- **Problem requirements**: For the listing below, state how many lines include "launches". The number alone is the answer.

- **Data for review**:
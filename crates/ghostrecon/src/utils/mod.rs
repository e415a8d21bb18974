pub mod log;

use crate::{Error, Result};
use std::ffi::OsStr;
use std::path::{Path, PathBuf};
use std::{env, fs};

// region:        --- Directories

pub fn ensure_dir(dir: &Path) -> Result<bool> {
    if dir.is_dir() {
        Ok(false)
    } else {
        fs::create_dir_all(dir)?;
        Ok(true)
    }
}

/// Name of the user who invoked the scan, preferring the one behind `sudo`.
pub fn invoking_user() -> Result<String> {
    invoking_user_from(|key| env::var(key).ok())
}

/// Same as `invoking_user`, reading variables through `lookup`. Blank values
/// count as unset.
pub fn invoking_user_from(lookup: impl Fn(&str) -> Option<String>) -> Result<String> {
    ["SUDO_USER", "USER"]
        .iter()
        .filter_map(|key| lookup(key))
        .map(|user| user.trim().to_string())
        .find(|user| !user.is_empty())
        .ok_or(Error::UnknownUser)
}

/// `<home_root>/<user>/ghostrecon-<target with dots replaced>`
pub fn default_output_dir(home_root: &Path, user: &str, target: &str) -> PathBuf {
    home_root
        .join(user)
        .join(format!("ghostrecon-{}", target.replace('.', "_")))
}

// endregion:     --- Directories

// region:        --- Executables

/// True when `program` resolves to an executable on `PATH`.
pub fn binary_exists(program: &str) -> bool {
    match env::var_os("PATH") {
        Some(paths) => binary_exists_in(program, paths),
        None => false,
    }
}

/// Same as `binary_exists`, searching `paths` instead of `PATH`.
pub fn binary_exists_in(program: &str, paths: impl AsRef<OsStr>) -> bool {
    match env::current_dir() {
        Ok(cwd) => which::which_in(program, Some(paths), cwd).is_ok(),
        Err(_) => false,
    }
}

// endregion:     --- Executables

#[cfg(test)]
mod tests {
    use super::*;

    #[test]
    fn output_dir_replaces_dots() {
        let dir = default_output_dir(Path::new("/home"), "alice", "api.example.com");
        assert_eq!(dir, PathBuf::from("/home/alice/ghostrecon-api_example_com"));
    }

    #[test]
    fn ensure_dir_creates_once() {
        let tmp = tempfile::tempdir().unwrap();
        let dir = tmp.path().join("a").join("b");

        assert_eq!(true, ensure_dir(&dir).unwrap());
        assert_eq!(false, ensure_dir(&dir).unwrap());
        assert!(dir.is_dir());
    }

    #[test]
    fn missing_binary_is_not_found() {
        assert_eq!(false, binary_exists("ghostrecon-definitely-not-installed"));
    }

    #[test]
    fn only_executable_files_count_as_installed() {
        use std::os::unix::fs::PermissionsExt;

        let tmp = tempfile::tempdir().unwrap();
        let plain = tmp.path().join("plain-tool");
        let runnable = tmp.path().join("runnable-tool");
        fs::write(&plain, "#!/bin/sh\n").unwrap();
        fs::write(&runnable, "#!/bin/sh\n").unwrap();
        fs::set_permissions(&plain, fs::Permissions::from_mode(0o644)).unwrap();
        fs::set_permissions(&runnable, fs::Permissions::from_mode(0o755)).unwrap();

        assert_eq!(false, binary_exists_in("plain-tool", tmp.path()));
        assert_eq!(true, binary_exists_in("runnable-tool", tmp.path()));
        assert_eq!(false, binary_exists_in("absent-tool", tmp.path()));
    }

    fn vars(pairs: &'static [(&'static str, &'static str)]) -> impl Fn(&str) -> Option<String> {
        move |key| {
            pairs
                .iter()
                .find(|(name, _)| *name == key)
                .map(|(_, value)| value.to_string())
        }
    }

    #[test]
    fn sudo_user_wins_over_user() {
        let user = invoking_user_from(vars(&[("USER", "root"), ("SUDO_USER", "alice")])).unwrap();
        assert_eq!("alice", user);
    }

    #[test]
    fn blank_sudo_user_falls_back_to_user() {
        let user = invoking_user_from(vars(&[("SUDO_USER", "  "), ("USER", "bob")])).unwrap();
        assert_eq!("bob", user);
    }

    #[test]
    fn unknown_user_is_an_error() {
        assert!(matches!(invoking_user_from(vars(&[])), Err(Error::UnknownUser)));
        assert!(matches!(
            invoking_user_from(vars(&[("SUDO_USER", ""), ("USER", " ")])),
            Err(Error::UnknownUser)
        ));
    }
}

---

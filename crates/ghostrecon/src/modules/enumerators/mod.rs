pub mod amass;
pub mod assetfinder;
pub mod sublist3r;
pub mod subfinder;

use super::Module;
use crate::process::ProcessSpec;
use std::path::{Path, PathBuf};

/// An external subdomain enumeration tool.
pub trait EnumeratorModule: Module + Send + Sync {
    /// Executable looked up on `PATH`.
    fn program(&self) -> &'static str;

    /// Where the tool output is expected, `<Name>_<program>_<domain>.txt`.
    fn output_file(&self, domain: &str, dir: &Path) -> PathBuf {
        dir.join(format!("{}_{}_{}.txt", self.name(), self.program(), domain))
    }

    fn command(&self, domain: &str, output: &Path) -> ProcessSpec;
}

* * *

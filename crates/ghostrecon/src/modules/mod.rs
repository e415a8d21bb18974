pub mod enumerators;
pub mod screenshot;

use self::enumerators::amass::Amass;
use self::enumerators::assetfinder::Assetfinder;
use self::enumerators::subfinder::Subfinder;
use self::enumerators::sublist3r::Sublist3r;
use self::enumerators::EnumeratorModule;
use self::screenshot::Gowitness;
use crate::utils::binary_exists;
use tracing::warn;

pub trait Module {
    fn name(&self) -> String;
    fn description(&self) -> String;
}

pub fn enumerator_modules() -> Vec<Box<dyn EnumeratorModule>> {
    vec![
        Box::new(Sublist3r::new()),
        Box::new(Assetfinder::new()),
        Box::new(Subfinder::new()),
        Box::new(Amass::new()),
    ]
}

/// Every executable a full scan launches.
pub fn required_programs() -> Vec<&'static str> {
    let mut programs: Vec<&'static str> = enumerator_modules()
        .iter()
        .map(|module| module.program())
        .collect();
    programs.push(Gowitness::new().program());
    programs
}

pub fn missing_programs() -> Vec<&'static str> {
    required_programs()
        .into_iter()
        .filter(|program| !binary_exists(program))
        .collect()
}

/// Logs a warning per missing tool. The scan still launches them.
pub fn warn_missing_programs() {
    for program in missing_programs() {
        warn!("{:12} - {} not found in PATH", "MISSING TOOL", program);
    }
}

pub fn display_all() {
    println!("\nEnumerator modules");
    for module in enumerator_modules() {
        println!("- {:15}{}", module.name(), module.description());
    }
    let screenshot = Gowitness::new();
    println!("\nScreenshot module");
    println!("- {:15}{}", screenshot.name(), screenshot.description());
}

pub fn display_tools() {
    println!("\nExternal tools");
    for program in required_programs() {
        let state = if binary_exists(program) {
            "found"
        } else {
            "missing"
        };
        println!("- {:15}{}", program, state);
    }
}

- **Response for this exercise**: 2